Namun disisi lain penting bagi konselor memahami budaya mereka sendiri dalam
rangka untuk bekerja dengan konseli tanpa memaksakan nilai-nilai mereka,
menyinggung konseli, atau perilaku nonverbal konseli yang salah
diinterpretasikan.
Berkaitan dengan hal diatas, penting bagi konselor memiliki kompetensi yang
akan memberikan arah dalam pelaksanan konseling dengan keberagaman budaya
konselinya. Refleksi terhadap praktek konseling tentu akan melibatkan
pemahaman dan kesadaran konselor terhadap budaya yang dimilikinya dan
konselinya. Kesadaran budaya (cultural awareness) merupakan salah satu dimensi
yang perlu dimiliki oleh konselor agar dapat memiliki pemahaman dan kesadaran
bahwa faktor budaya yang dimilikinya (ras, jender, nilai-nilai, kelas sosial, dan
lain-lain) akan mempengaruhi perkembangan diri dan pandangan terhadap
dirinya.
Oleh karena itu perlu baginya untuk mengetahui bahwa nilai dan perilaku yang
dimilikinya akan berpengaruh kepada orang lain. Hal tersebut secara substansial
akan berdampak selama proses konseling lintas budaya berlangsung konselor dan
konseli masing-masing akan menjadikan budaya yang dimiliki sebagai investasi
awal untuk pemecahan masalah.
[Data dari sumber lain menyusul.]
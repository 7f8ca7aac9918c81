//! CLI definition using clap

use chrono::NaiveDate;
use clap::{Parser, Subcommand};
use placa_types::OutputFormat;
use std::path::PathBuf;

#[derive(Parser)]
#[command(name = "placa-scan")]
#[command(version)]
#[command(about = "Mercosul license-plate detection and reporting from camera frames")]
#[command(long_about = None)]
pub struct Cli {
    #[command(subcommand)]
    pub command: Commands,

    /// Output format (json, table). Uses config value if not specified.
    #[arg(long, short = 'f', global = true)]
    pub format: Option<OutputFormat>,

    /// Verbose output
    #[arg(long, short = 'v', global = true)]
    pub verbose: bool,
}

#[derive(Subcommand)]
pub enum Commands {
    /// Detect the plate in a single image region
    Detect {
        /// Path to image file
        image: PathBuf,

        /// Capturing source identifier (camera, lane, gate)
        #[arg(long, short = 's')]
        source: Option<String>,

        /// Frame quality estimate (0.0-1.0)
        #[arg(long)]
        quality: Option<f64>,

        /// Do not append the result to the detection history
        #[arg(long)]
        no_store: bool,
    },

    /// Detect plates for every image in a folder
    Batch {
        /// Path to folder containing images
        folder: PathBuf,

        /// Output file for results (JSON)
        #[arg(long, short = 'o')]
        output: Option<PathBuf>,

        /// Number of parallel detections. 0 = auto (CPU count). Uses 4 if not specified.
        #[arg(long, short = 'j')]
        jobs: Option<usize>,

        /// Capturing source identifier applied to every record
        #[arg(long, short = 's')]
        source: Option<String>,

        /// Do not append results to the detection history
        #[arg(long)]
        no_store: bool,
    },

    /// Aggregate the detection history over a date range
    Report {
        /// First day of the range (YYYY-MM-DD)
        #[arg(long)]
        from: NaiveDate,

        /// Last day of the range (YYYY-MM-DD). Defaults to --from.
        #[arg(long)]
        to: Option<NaiveDate>,

        /// Also export the range's records as CSV
        #[arg(long)]
        csv: Option<PathBuf>,
    },

    /// Show recent detection history
    History {
        /// Limit number of entries shown
        #[arg(long, short = 'n', default_value = "20")]
        limit: usize,
    },

    /// Manage configuration
    Config {
        /// Show current configuration
        #[arg(long)]
        show: bool,

        /// Set the specialized plate-engine command
        #[arg(long)]
        set_plate_engine: Option<String>,

        /// Set the general OCR fallback command
        #[arg(long)]
        set_ocr_engine: Option<String>,

        /// Set the confidence threshold (0.0-1.0)
        #[arg(long)]
        set_threshold: Option<f64>,

        /// Set the per-engine timeout in milliseconds
        #[arg(long)]
        set_timeout_ms: Option<u64>,

        /// Enable/disable preprocessing before the fallback engine
        #[arg(long)]
        set_preprocess: Option<bool>,

        /// Set default output format
        #[arg(long)]
        set_output: Option<OutputFormat>,

        /// Reset to defaults
        #[arg(long)]
        reset: bool,
    },
}
//! Persistent store for detection records
//!
//! An append-only event log: records are written once and never mutated.
//! Retries produce new records. Backed by a single JSON file under the
//! data directory.

use std::fs::{self, File};
use std::io::{BufReader, BufWriter};
use std::path::PathBuf;

use placa_domain::repository::DetectionHistory;
use placa_types::{Error, PlateDetectionRecord, ReportRange, Result};

/// File-backed detection history
pub struct DetectionStore {
    store_path: PathBuf,
    records: Vec<PlateDetectionRecord>,
}

impl DetectionStore {
    /// Create or load a store under the given directory
    pub fn open(store_dir: PathBuf) -> Result<Self> {
        fs::create_dir_all(&store_dir)?;
        let store_path = store_dir.join("detections.json");

        let records = if store_path.exists() {
            let file = File::open(&store_path)?;
            let reader = BufReader::new(file);
            serde_json::from_reader(reader).unwrap_or_default()
        } else {
            Vec::new()
        };

        Ok(Self {
            store_path,
            records,
        })
    }

    fn save(&self) -> Result<()> {
        let file = File::create(&self.store_path)?;
        let writer = BufWriter::new(file);
        serde_json::to_writer_pretty(writer, &self.records)?;
        Ok(())
    }

    /// Append one record and persist
    pub fn append(&mut self, record: PlateDetectionRecord) -> Result<()> {
        self.records.push(record);
        self.save()
    }

    /// All records, newest first
    pub fn all_records(&self) -> Vec<&PlateDetectionRecord> {
        let mut records: Vec<_> = self.records.iter().collect();
        records.sort_by(|a, b| b.detected_at.cmp(&a.detected_at));
        records
    }

    /// Records inside the closed range, oldest first
    pub fn query_range(&self, range: &ReportRange) -> Vec<PlateDetectionRecord> {
        let mut records: Vec<_> = self
            .records
            .iter()
            .filter(|r| range.contains(r.detected_at))
            .cloned()
            .collect();
        records.sort_by(|a, b| a.detected_at.cmp(&b.detected_at));
        records
    }

    pub fn count(&self) -> usize {
        self.records.len()
    }
}

impl DetectionHistory for DetectionStore {
    fn append(&mut self, record: PlateDetectionRecord) -> std::result::Result<(), Error> {
        DetectionStore::append(self, record)
    }

    fn find_all(&self) -> std::result::Result<Vec<PlateDetectionRecord>, Error> {
        Ok(self.all_records().into_iter().cloned().collect())
    }

    fn find_in_range(
        &self,
        range: &ReportRange,
    ) -> std::result::Result<Vec<PlateDetectionRecord>, Error> {
        Ok(self.query_range(range))
    }
}

#[cfg(test)]
mod tests {
    use super::*;
    use chrono::{DateTime, Utc};
    use placa_types::{CaptureMeta, DetectionStatus};
    use tempfile::tempdir;

    fn record_at(time: &str) -> PlateDetectionRecord {
        let mut record = PlateDetectionRecord::from_meta(&CaptureMeta::default(), Utc::now());
        record.detected_at = time.parse::<DateTime<Utc>>().unwrap();
        record.status = DetectionStatus::Validated;
        record.plate = Some("ABC1D23".to_string());
        record
    }

    #[test]
    fn test_open_empty_store() {
        let dir = tempdir().unwrap();
        let store = DetectionStore::open(dir.path().to_path_buf()).unwrap();
        assert_eq!(store.count(), 0);
    }

    #[test]
    fn test_append_and_reload() {
        let dir = tempdir().unwrap();

        let mut store = DetectionStore::open(dir.path().to_path_buf()).unwrap();
        store.append(record_at("2026-08-01T10:00:00Z")).unwrap();
        store.append(record_at("2026-08-01T11:00:00Z")).unwrap();
        assert_eq!(store.count(), 2);

        // Reload from disk
        let reloaded = DetectionStore::open(dir.path().to_path_buf()).unwrap();
        assert_eq!(reloaded.count(), 2);
        assert_eq!(
            reloaded.all_records()[0].plate.as_deref(),
            Some("ABC1D23")
        );
    }

    #[test]
    fn test_all_records_newest_first() {
        let dir = tempdir().unwrap();
        let mut store = DetectionStore::open(dir.path().to_path_buf()).unwrap();
        store.append(record_at("2026-08-01T10:00:00Z")).unwrap();
        store.append(record_at("2026-08-03T10:00:00Z")).unwrap();
        store.append(record_at("2026-08-02T10:00:00Z")).unwrap();

        let records = store.all_records();
        assert_eq!(records[0].detected_at, "2026-08-03T10:00:00Z".parse::<DateTime<Utc>>().unwrap());
        assert_eq!(records[2].detected_at, "2026-08-01T10:00:00Z".parse::<DateTime<Utc>>().unwrap());
    }

    #[test]
    fn test_query_range_is_inclusive_and_sorted() {
        let dir = tempdir().unwrap();
        let mut store = DetectionStore::open(dir.path().to_path_buf()).unwrap();
        store.append(record_at("2026-08-01T23:59:59Z")).unwrap();
        store.append(record_at("2026-08-01T00:00:00Z")).unwrap();
        store.append(record_at("2026-08-02T00:00:01Z")).unwrap();

        let range = ReportRange::new(
            "2026-08-01T00:00:00Z".parse().unwrap(),
            "2026-08-01T23:59:59Z".parse().unwrap(),
        );

        let hits = store.query_range(&range);
        assert_eq!(hits.len(), 2);
        assert!(hits[0].detected_at < hits[1].detected_at);
    }
}
//! Periodic aggregate report types
//!
//! An [`OcrPeriodReport`] is derived on demand from a set of detection
//! records; it is never stored as mutable state.

use chrono::{DateTime, Utc};
use serde::{Deserialize, Serialize};

use crate::record::DetectionErrorKind;

/// Closed date range, inclusive on both ends
#[derive(Debug, Clone, Copy, PartialEq, Eq, Serialize, Deserialize)]
pub struct ReportRange {
    pub from: DateTime<Utc>,
    pub to: DateTime<Utc>,
}

impl ReportRange {
    pub fn new(from: DateTime<Utc>, to: DateTime<Utc>) -> Self {
        Self { from, to }
    }

    pub fn contains(&self, instant: DateTime<Utc>) -> bool {
        instant >= self.from && instant <= self.to
    }
}

/// Per-error-kind slice of a period report
#[derive(Debug, Clone, Serialize, Deserialize)]
#[serde(rename_all = "camelCase")]
pub struct ErrorBreakdownEntry {
    pub kind: DetectionErrorKind,
    pub count: usize,
    /// Mean confidence over entries of this kind that carried one
    #[serde(default)]
    pub avg_confidence: Option<f64>,
    /// First raw text seen for this kind, as a debugging sample
    #[serde(default)]
    pub example_text: Option<String>,
}

/// Per-hour slice of a period report, keyed `HH:00`
#[derive(Debug, Clone, Serialize, Deserialize)]
#[serde(rename_all = "camelCase")]
pub struct HourlyBucket {
    pub hour: String,
    pub count: usize,
    pub accuracy_percent: f64,
    #[serde(default)]
    pub avg_confidence: Option<f64>,
}

/// Aggregate over a closed date range of detection records
#[derive(Debug, Clone, Serialize, Deserialize)]
#[serde(rename_all = "camelCase")]
pub struct OcrPeriodReport {
    pub total_detected: usize,
    pub total_validated: usize,
    pub total_errored: usize,
    /// validated / detected * 100, zero when nothing was detected
    pub accuracy_percent: f64,
    /// Mean confidence over records that carried one
    #[serde(default)]
    pub avg_confidence: Option<f64>,
    #[serde(default)]
    pub avg_processing_time_ms: Option<f64>,
    pub error_breakdown: Vec<ErrorBreakdownEntry>,
    pub hourly_buckets: Vec<HourlyBucket>,
}

#[cfg(test)]
mod tests {
    use super::*;

    #[test]
    fn test_range_is_inclusive() {
        let from = "2026-08-01T00:00:00Z".parse().unwrap();
        let to = "2026-08-01T23:59:59Z".parse().unwrap();
        let range = ReportRange::new(from, to);

        assert!(range.contains(from));
        assert!(range.contains(to));
        assert!(!range.contains("2026-08-02T00:00:00Z".parse().unwrap()));
    }
}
Selanjutnya konselor dan konseli akan
membesarkan investasi itu melalui perolehan pengalaman dalam proses
kelompok, pematangan diri masing–masing dengan saling tukar kesadaran
budaya, yang semuanya bertujuan untuk pemecahan masalah dan pengembangan
potensi anggota kelompok
KESIMPULAN
karakteristik yang dimiliki konselor dalam konseling lintas budaya adalah dapat
memahami dan mengembangkan perbedaan yang ada, menunjukan kepedulian
terhadap perbedaan yang ada dan memberikan intervensi yang tepat.
DAFTAR PUSTAKA
Lago Collin ( 2006 ). Race, Culture and Counselling The Ongoing Challenge.
England: McGraw-Hill House
Lesmana, Jeanette Murad. 2006. Dasar-Dasar Konseling. Jakarta: UI Press.